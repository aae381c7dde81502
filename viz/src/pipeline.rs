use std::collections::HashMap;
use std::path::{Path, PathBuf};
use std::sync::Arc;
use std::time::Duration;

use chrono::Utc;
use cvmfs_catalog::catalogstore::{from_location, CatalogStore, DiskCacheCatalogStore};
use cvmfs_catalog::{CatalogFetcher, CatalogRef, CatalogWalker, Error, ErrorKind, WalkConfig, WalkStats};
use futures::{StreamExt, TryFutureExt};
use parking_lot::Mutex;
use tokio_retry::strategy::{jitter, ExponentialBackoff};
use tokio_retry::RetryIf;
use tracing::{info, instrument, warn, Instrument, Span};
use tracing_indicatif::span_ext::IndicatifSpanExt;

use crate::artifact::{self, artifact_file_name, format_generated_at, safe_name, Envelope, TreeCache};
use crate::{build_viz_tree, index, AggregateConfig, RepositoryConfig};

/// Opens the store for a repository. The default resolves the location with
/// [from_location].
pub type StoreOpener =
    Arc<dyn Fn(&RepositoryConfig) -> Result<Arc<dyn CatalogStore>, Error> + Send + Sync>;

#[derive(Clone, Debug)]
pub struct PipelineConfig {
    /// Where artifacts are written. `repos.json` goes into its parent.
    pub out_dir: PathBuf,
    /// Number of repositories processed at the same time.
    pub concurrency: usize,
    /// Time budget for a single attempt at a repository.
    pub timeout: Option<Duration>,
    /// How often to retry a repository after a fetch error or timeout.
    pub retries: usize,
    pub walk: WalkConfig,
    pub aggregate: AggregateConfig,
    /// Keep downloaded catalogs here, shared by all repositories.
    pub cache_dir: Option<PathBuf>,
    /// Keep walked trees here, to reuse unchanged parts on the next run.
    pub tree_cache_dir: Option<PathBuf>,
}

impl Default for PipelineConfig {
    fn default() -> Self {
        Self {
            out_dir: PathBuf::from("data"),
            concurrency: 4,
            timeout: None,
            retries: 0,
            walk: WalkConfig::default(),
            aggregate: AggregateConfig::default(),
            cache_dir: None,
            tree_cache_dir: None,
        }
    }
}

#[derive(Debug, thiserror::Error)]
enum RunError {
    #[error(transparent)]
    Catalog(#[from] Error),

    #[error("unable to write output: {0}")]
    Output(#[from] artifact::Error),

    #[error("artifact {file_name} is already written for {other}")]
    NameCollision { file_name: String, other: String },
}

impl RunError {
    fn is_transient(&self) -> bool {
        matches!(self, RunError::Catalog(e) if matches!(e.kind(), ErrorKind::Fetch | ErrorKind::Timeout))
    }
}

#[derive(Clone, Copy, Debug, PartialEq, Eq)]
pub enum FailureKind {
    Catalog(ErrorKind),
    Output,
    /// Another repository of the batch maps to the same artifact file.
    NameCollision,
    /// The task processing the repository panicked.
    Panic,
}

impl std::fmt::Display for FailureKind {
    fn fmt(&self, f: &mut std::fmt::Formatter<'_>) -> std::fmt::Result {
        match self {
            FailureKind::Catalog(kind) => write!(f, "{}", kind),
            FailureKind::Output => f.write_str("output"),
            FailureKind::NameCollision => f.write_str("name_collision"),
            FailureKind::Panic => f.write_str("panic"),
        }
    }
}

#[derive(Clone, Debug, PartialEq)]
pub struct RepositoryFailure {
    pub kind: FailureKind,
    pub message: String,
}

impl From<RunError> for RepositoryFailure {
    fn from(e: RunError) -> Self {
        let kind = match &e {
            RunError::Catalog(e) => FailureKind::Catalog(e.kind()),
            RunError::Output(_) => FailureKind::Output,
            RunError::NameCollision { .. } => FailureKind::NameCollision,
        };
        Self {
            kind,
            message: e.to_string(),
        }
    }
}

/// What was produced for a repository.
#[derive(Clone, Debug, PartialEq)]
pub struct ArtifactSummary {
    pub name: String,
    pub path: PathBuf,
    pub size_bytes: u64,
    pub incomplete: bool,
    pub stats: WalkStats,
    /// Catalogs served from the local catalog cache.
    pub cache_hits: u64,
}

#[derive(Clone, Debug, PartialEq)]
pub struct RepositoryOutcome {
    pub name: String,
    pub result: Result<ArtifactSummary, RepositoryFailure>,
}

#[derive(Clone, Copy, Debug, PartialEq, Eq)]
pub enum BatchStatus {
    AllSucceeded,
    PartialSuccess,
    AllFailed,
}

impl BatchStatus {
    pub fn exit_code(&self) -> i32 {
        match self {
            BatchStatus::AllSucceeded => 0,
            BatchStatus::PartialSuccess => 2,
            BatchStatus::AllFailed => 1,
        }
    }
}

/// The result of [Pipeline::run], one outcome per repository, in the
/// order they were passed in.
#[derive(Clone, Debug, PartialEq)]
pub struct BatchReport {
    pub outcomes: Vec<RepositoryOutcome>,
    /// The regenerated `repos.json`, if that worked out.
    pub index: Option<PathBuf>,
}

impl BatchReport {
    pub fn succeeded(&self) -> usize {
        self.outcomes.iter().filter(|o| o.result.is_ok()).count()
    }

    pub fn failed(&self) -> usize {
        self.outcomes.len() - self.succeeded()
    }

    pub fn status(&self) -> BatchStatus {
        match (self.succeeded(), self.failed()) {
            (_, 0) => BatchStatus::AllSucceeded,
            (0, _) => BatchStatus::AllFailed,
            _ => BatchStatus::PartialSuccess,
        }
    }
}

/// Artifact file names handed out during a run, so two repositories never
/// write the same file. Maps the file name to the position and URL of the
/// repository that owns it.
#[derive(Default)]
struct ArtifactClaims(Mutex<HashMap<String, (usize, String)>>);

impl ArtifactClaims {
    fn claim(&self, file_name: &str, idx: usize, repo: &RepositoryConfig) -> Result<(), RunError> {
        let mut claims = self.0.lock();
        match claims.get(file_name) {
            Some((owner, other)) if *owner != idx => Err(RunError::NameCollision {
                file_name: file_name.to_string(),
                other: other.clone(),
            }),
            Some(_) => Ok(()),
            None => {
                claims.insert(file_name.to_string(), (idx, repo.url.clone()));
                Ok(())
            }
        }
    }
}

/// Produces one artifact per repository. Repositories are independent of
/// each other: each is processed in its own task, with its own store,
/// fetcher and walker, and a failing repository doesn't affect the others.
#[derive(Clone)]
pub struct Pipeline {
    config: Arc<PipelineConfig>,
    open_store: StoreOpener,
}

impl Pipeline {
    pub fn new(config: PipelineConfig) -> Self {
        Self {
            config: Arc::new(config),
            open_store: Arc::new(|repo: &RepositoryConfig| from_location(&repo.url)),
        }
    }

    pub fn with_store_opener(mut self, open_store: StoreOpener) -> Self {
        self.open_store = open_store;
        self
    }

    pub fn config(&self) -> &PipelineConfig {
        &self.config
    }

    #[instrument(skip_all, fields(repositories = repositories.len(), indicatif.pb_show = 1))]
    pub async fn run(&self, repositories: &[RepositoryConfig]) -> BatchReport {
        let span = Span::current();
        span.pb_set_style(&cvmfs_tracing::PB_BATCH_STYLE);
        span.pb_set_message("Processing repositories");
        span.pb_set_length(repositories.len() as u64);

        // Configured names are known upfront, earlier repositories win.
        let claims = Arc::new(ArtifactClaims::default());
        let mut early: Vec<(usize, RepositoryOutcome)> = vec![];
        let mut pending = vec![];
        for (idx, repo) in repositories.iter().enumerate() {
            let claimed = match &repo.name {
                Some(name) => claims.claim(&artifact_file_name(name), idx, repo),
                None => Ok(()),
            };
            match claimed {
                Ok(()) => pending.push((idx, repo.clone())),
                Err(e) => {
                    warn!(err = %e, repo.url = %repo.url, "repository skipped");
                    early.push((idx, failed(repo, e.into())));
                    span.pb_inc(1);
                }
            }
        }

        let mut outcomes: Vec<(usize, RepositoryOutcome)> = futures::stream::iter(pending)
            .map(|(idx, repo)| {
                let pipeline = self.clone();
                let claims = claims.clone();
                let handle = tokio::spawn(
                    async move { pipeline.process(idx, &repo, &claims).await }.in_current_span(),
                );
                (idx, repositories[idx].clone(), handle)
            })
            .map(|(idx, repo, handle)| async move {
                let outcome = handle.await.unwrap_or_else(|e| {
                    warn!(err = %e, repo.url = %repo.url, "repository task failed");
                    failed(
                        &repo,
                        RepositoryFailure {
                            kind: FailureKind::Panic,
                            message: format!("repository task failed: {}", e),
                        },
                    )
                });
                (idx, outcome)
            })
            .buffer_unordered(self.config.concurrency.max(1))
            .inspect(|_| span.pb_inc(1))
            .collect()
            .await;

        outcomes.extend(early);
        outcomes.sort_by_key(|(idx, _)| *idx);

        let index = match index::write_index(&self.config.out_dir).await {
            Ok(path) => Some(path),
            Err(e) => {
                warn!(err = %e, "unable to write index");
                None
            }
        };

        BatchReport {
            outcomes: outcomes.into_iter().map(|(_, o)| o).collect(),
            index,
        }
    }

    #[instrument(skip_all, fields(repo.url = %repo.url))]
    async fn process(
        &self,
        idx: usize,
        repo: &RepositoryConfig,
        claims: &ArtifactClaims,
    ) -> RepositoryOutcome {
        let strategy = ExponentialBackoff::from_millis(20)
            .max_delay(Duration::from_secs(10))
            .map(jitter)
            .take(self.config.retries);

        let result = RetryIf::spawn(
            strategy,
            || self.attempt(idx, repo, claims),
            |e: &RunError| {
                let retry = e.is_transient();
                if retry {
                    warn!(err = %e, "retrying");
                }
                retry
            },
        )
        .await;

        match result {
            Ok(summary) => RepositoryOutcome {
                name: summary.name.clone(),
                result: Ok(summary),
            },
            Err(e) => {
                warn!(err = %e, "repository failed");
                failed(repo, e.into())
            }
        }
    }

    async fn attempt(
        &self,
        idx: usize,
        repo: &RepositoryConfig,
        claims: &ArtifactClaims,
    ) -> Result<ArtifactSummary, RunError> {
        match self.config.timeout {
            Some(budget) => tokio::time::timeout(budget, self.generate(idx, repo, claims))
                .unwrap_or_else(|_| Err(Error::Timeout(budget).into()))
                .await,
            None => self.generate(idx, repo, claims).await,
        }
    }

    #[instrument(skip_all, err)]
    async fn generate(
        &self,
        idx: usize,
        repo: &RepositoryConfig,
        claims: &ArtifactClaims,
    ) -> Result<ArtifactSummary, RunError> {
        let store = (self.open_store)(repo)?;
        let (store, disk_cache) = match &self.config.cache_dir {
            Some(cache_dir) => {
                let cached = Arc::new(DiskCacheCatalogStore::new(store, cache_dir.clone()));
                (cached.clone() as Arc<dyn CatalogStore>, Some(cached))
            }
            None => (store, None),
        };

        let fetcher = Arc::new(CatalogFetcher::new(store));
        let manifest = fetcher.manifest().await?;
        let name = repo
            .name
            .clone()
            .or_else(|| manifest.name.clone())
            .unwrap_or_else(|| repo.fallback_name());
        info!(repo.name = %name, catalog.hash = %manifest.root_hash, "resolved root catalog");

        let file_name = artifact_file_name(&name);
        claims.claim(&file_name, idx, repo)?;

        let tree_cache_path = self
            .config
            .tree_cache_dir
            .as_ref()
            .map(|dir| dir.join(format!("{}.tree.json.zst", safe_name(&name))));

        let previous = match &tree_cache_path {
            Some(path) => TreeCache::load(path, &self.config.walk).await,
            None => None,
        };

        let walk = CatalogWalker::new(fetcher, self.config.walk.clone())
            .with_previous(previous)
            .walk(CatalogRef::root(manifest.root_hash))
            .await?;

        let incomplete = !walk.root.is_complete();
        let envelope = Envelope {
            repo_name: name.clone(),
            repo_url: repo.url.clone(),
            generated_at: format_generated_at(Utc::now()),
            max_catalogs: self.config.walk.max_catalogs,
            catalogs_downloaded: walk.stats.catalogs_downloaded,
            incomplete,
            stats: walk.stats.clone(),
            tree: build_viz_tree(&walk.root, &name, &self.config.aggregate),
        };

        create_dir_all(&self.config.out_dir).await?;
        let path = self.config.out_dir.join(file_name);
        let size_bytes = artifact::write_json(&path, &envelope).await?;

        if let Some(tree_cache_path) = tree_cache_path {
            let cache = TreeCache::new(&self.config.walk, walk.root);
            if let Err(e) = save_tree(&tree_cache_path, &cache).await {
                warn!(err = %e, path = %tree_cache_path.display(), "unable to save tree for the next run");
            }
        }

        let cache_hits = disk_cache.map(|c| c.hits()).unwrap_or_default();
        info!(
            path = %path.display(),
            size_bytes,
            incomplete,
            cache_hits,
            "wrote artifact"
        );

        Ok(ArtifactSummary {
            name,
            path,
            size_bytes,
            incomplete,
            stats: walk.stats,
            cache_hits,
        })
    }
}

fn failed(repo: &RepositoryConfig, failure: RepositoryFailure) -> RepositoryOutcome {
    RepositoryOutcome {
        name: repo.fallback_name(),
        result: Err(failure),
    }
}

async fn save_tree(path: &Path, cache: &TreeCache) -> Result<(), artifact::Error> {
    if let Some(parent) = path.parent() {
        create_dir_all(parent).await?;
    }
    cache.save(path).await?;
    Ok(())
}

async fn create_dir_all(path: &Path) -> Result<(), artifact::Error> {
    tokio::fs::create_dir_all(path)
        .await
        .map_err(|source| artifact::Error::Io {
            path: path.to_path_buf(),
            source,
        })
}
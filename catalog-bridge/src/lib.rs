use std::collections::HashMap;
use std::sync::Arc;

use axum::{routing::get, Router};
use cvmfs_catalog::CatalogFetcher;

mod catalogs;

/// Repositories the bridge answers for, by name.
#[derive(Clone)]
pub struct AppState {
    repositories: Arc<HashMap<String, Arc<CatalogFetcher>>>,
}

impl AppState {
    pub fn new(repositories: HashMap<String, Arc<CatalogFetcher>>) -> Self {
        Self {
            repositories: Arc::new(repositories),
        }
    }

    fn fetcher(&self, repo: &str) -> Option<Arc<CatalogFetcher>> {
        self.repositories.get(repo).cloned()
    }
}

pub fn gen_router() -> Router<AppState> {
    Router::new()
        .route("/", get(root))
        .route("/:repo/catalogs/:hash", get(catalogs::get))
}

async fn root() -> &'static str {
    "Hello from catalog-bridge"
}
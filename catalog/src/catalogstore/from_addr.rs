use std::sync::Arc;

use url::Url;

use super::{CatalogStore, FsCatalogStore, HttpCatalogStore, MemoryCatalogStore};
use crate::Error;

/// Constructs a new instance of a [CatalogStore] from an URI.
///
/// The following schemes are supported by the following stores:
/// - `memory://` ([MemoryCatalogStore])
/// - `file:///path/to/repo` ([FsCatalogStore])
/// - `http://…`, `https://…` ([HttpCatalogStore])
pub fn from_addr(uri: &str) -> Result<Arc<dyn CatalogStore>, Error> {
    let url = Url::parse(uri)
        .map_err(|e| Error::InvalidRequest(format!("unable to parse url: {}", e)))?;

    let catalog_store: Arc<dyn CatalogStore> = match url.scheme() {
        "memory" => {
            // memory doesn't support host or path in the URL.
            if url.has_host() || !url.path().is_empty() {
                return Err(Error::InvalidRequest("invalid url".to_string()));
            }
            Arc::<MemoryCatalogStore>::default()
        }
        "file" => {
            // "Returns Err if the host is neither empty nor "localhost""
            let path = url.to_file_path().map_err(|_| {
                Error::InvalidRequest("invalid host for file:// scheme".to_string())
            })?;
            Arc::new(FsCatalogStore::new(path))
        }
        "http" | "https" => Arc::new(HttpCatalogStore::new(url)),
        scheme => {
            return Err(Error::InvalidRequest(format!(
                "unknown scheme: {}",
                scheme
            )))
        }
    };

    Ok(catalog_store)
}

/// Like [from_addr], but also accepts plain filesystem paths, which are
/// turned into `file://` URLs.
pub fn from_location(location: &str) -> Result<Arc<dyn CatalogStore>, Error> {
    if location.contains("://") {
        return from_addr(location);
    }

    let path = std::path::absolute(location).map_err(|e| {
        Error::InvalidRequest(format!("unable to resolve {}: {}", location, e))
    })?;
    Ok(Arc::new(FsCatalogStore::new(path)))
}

- [Exercise aim]:
If a line of the data contains "HttpCatalogStore", copy it out.

- [Exercise answer]:
use super::{CatalogStore, FsCatalogStore, HttpCatalogStore, MemoryCatalogStore};
/// - `http://…`, `https://…` ([HttpCatalogStore])
        "http" | "https" => Arc::new(HttpCatalogStore::new(url)),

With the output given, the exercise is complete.